Scully inclines her head in acknowledgement.  The drinks cart rattles closer.  Club soda, she decides.  Maybe the stinging freshness of the bubbles will clear the memory of smoke from her sinuses and the taste of Mulder’s mealymouthed half-apology from the back of her throat.  The flight attendant thinks they’re married.  Neither of them says anything as they accept their cups of ice and bags of peanuts.
“I didn’t know you wanted to be part of my misery,” Mulder says as Scully tips the last of her honey-roasted peanuts into her palm.  A small indulgence to offset her distaste for flying.
“Mulder, I couldn’t escape being part of your misery if I wanted to,” she says.  She crumples the empty bag onto her tray and licks the nuts out of her palm.  With her clean hand, she touches his forearm where he’s rolled up the sleeve of his dress shirt.  He gets hot on airplanes.  She can feel how cool her fingers are against his skin.  “For the record, I don’t want to.”
“Here I am, stuck in the middle with you,” he says blithely.  
“Some days, I feel stuck,” she says.  “Some days, I feel like Bonnie and Clyde.”
“I can’t recommend robbing banks, Scully,” he says.  “It’s not as much fun as it looks.  But I’m sure we can make our own fun in Dallas.”
“There’s fun in Dallas?” she asks skeptically.
“You’ll see,” he says with confidence.  “Don’t we always find a way?”
“Frequently the wrong way,” she says.
“I took the way less traveled by,” he tells her.  “It’s made all the difference.”

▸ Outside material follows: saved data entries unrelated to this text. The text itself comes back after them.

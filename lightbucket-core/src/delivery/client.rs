//! HTTP client for the Lightbucket capture API
//!
//! One report, one request. Nothing is retried or queued: a failed report
//! is surfaced to the user, logged, and dropped.

use std::sync::Arc;
use std::time::Duration;

use reqwest::StatusCode;

use super::notifier::Notifier;
use crate::error::Result;
use crate::report::ReportPayload;
use crate::settings::SessionConfig;

/// Client-side limit for a single request
pub const REQUEST_TIMEOUT: Duration = Duration::from_secs(30);

/// How a delivery attempt ended
#[derive(Debug, Clone, PartialEq, Eq)]
pub enum DeliveryOutcome {
    /// 2xx response
    Delivered(StatusCode),
    /// Any other response status
    Rejected(StatusCode),
    /// Connection, TLS or protocol failure, with the underlying cause
    TransportFailed(String),
    /// No response within the timeout
    TimedOut,
}

impl DeliveryOutcome {
    pub fn is_success(&self) -> bool {
        matches!(self, DeliveryOutcome::Delivered(_))
    }
}

/// HTTP client for `POST /api/image_capture_complete`
pub struct DeliveryClient {
    http_client: reqwest::Client,
    notifier: Arc<dyn Notifier>,
}

impl DeliveryClient {
    /// Create a client with the standard 30 second timeout
    pub fn new(notifier: Arc<dyn Notifier>) -> Result<Self> {
        Self::with_timeout(notifier, REQUEST_TIMEOUT)
    }

    /// Create a client with a custom timeout
    pub fn with_timeout(notifier: Arc<dyn Notifier>, timeout: Duration) -> Result<Self> {
        let http_client = reqwest::Client::builder()
            .timeout(timeout)
            .user_agent(concat!("lightbucket/", env!("CARGO_PKG_VERSION")))
            .build()?;

        Ok(Self {
            http_client,
            notifier,
        })
    }

    /// Send one report using the credentials in `config`.
    ///
    /// Never returns an error: every failure is classified, logged and
    /// reported through the notifier.
    pub async fn deliver(&self, payload: &ReportPayload, config: &SessionConfig) -> DeliveryOutcome {
        let url = config.endpoint();

        if tracing::enabled!(tracing::Level::TRACE) {
            let body = serde_json::to_string(payload).unwrap_or_default();
            tracing::trace!(url = %url, payload = %body, "Making Lightbucket API request");
        }

        let response = self
            .http_client
            .post(&url)
            .basic_auth(&config.username, Some(&config.api_key))
            .json(payload)
            .send()
            .await;

        match response {
            Ok(response) if response.status().is_success() => {
                tracing::debug!(
                    url = %url,
                    status = %response.status(),
                    target = %payload.target.name,
                    "Lightbucket API request successful"
                );
                DeliveryOutcome::Delivered(response.status())
            }
            Ok(response) => {
                let status = response.status();
                let message = format!("Lightbucket API request failed with status {}", status);
                self.notifier.warning(&message);
                tracing::warn!(url = %url, status = %status, "{}", message);
                DeliveryOutcome::Rejected(status)
            }
            Err(e) if e.is_timeout() => {
                self.notifier.error("Lightbucket request timed out!");
                tracing::warn!(url = %url, error = %e, "Lightbucket request timed out");
                DeliveryOutcome::TimedOut
            }
            Err(e) => {
                let cause = root_cause(&e);
                self.notifier.error(&format!("Lightbucket: {}", cause));
                tracing::warn!(url = %url, error = %e, cause = %cause, "Lightbucket request failed");
                DeliveryOutcome::TransportFailed(cause)
            }
        }
    }
}

/// Innermost error message, which is the useful one for connection failures
fn root_cause(error: &(dyn std::error::Error + 'static)) -> String {
    let mut current = error;
    while let Some(source) = current.source() {
        current = source;
    }
    current.to_string()
}

#[cfg(test)]
mod tests {
    use super::*;
    use crate::delivery::NoopNotifier;
    use std::fmt;

    #[derive(Debug)]
    struct Layer(&'static str, Option<Box<Layer>>);

    impl fmt::Display for Layer {
        fn fmt(&self, f: &mut fmt::Formatter<'_>) -> fmt::Result {
            f.write_str(self.0)
        }
    }

    impl std::error::Error for Layer {
        fn source(&self) -> Option<&(dyn std::error::Error + 'static)> {
            self.1.as_deref().map(|e| e as &(dyn std::error::Error + 'static))
        }
    }

    #[test]
    fn test_root_cause_finds_innermost() {
        let error = Layer(
            "error sending request",
            Some(Box::new(Layer(
                "client error (Connect)",
                Some(Box::new(Layer("Connection refused", None))),
            ))),
        );
        assert_eq!(root_cause(&error), "Connection refused");
        assert_eq!(root_cause(&Layer("plain", None)), "plain");
    }

    #[test]
    fn test_client_builds() {
        assert!(DeliveryClient::new(Arc::new(NoopNotifier)).is_ok());
    }

    #[test]
    fn test_outcome_success() {
        assert!(DeliveryOutcome::Delivered(StatusCode::CREATED).is_success());
        assert!(!DeliveryOutcome::Rejected(StatusCode::INTERNAL_SERVER_ERROR).is_success());
        assert!(!DeliveryOutcome::TimedOut.is_success());
    }
}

“I know it has,” she says, and leans back against the headrest.  The last of her club soda is fizzing in her plastic cup.  It sounds almost aggressive, the way the ice amplifies the popping of the bubbles.  But it tastes clean and fresh when she raises it to her lips.  All she can smell is the crispness of ice, a microclimate that will vanish, inevitably, as the water shifts states into a tepid liquid she won’t want to drink.  The only constant is change.  The ice doesn’t lose itself; the water retains the memory of what it was, and becomes ice when the conditions are met.  That’s comforting.  She’s heard the murmurs of ice queen around the bullpen before, but ice has structure and clarity that smoke doesn’t.  Ice remembers.  It can hold the evidence inside it of thousands of years, preserving a perfect record of how things used to be.  She becomes aware that she’s gazing into her cup and sets it down.  She hasn’t been sleeping well.  Her dreams are all hazy at the edges.

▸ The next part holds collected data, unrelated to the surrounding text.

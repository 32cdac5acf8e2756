//! Inbound data from the imaging host
//!
//! Two kinds of notification reach the pipeline:
//! - [`CaptureEvent`]: an image was saved, with its metadata and pixels
//! - [`StepCompleted`]: the sequencer finished a step, described by the
//!   [`Sequence`] tree and the live [`EquipmentProvider`] state

mod equipment;
mod event;
mod frame;
mod host;
mod sequence;

pub use equipment::{EquipmentProvider, EquipmentSnapshot};
pub use event::{
    Binning, CameraInfo, CaptureEvent, Coordinates, DeepSkyObject, ExposureParameters,
    GuidingRms, StarStatistics, Target, LIGHT_FRAME, USE_CAMERA_DEFAULT,
};
pub use frame::{Frame, FrameSource};
pub use host::{HostEvent, StepCompleted};
pub use sequence::{Ancestors, NodeId, NodeKind, Sequence, SequenceNode, StepStatus, TakeExposure};
use axum::http::HeaderMap;

// Shared bucket for requests that carry no usable client address
pub const UNKNOWN_CLIENT: &str = "unknown";

/// Client identifier for rate limiting, from proxy headers.
///
/// First entry of `X-Forwarded-For`, then `X-Real-IP`, then [`UNKNOWN_CLIENT`].
/// Values are taken as sent; they are bucket keys, not verified addresses.
pub fn client_identifier(headers: &HeaderMap) -> String {
    from_forwarded_for(headers)
        .or_else(|| from_real_ip(headers))
        .unwrap_or_else(|| UNKNOWN_CLIENT.to_string())
}

fn from_forwarded_for(headers: &HeaderMap) -> Option<String> {
    headers
        .get("x-forwarded-for")
        .and_then(|h| h.to_str().ok())
        // "client, proxy1, proxy2"
        .and_then(|s| s.split(',').next())
        .map(str::trim)
        .filter(|ip| !ip.is_empty())
        .map(str::to_string)
}

fn from_real_ip(headers: &HeaderMap) -> Option<String> {
    headers
        .get("x-real-ip")
        .and_then(|h| h.to_str().ok())
        .map(str::trim)
        .filter(|ip| !ip.is_empty())
        .map(str::to_string)
}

“You’re looking sleepy there, partner,” Mulder says in what he seems to believe is a Texas accent.  It’s no better than it was when they were chasing vampires in Cheney.  He pats his shoulder.  “I’m here if you need me.”

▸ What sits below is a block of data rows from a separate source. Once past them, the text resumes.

use std::sync::Arc;
use std::sync::atomic::{AtomicBool, Ordering};
use tokio::sync::Mutex;
use tokio::task::JoinHandle;
use tokio::time::{Duration, MissedTickBehavior, interval};
use tracing::{debug, info};

use crate::metrics::TRACKED_KEYS;
use crate::rate_limit::ServerLimiter;

pub const DEFAULT_SWEEP_INTERVAL: Duration = Duration::from_secs(5 * 60);

/// Periodic cleanup of expired server limiter entries.
///
/// Owned by the process lifecycle: `main` creates one, starts it once and
/// stops it on shutdown. A second `start` is a no-op.
#[derive(Default)]
pub struct Sweeper {
    started: AtomicBool,
    task: Mutex<Option<JoinHandle<()>>>,
}

impl Sweeper {
    pub fn new() -> Self {
        Self::default()
    }

    pub fn is_running(&self) -> bool {
        self.started.load(Ordering::Acquire)
    }

    // Returns false if a sweep task is already running. `started` only
    // changes while `task` is locked, so it always matches the slot.
    pub async fn start(&self, limiter: Arc<ServerLimiter>, every: Duration) -> bool {
        let mut task = self.task.lock().await;
        if task.is_some() {
            debug!("sweeper already running");
            return false;
        }

        let handle = tokio::spawn(async move {
            let mut ticker = interval(every);
            ticker.set_missed_tick_behavior(MissedTickBehavior::Delay);
            // first tick fires immediately, nothing to sweep yet
            ticker.tick().await;
            loop {
                ticker.tick().await;
                limiter.sweep();
                TRACKED_KEYS.set(limiter.active_records() as f64);
            }
        });
        *task = Some(handle);
        self.started.store(true, Ordering::Release);

        info!(interval = ?every, "rate limit sweeper started");
        true
    }

    pub async fn stop(&self) {
        let mut task = self.task.lock().await;
        if let Some(handle) = task.take() {
            handle.abort();
            let _ = handle.await;
            info!("rate limit sweeper stopped");
        }
        self.started.store(false, Ordering::Release);
    }
}

#[cfg(test)]
mod tests {
    use super::*;
    use crate::clock::ManualClock;
    use crate::models::ActionType;
    use crate::security_log::tests::RecordingSink;

    fn limiter(clock: Arc<ManualClock>) -> Arc<ServerLimiter> {
        Arc::new(ServerLimiter::new(clock, Arc::new(RecordingSink::default())))
    }

    #[tokio::test]
    async fn starts_only_once() {
        let sweeper = Sweeper::new();
        let limiter = limiter(Arc::new(ManualClock::new(0)));

        assert!(sweeper.start(limiter.clone(), Duration::from_secs(300)).await);
        assert!(!sweeper.start(limiter.clone(), Duration::from_secs(300)).await);
        assert!(sweeper.is_running());

        sweeper.stop().await;
        assert!(!sweeper.is_running());
        // can be restarted after a clean stop
        assert!(sweeper.start(limiter, Duration::from_secs(300)).await);
        sweeper.stop().await;
    }

    #[tokio::test(flavor = "multi_thread", worker_threads = 4)]
    async fn racing_start_and_stop_agree_on_state() {
        let sweeper = Arc::new(Sweeper::new());
        let limiter = limiter(Arc::new(ManualClock::new(0)));

        for _ in 0..200 {
            let (a, b) = (sweeper.clone(), sweeper.clone());
            let l = limiter.clone();
            let start = tokio::spawn(async move { a.start(l, Duration::from_secs(300)).await });
            let stop = tokio::spawn(async move { b.stop().await });
            start.await.unwrap();
            stop.await.unwrap();

            let has_task = sweeper.task.lock().await.is_some();
            assert_eq!(sweeper.is_running(), has_task);
            sweeper.stop().await;
            assert!(!sweeper.is_running());
        }
    }

    #[tokio::test]
    async fn stop_without_start_is_harmless() {
        let sweeper = Sweeper::new();
        sweeper.stop().await;
        assert!(!sweeper.is_running());
    }

    #[tokio::test(start_paused = true)]
    async fn sweeps_on_each_tick() {
        let clock = Arc::new(ManualClock::new(0));
        let limiter = limiter(clock.clone());
        limiter.check(ActionType::Whatsapp, "a");
        clock.advance(60_000);

        let sweeper = Sweeper::new();
        sweeper.start(limiter.clone(), Duration::from_secs(300)).await;
        assert_eq!(limiter.active_records(), 1);

        tokio::time::sleep(Duration::from_secs(301)).await;
        assert_eq!(limiter.active_records(), 0);
        sweeper.stop().await;
    }
}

She lets herself lean against him.  For a moment, he tenses, but then his muscles ease under her head.  When she takes a deep breath, he smells like soap and heat.  
“We’re not going to a cowboy bar,” she tells him.
“You say that now, Scully.”  His arm rises and falls gently under her ear as he breathes.  “I bet you’ll be boot scoot boogieing with the rest of the Texans in no time.”
“I didn’t bring my cowboy boots,” she says.
“There’s your first mistake,” he tells her.  “You’ve got the wrong attitude about this trip.  I’ll show you.”
“I’m sure you will,” she says, yawning, and the rest of whatever he says fades into the steady hum of the engines.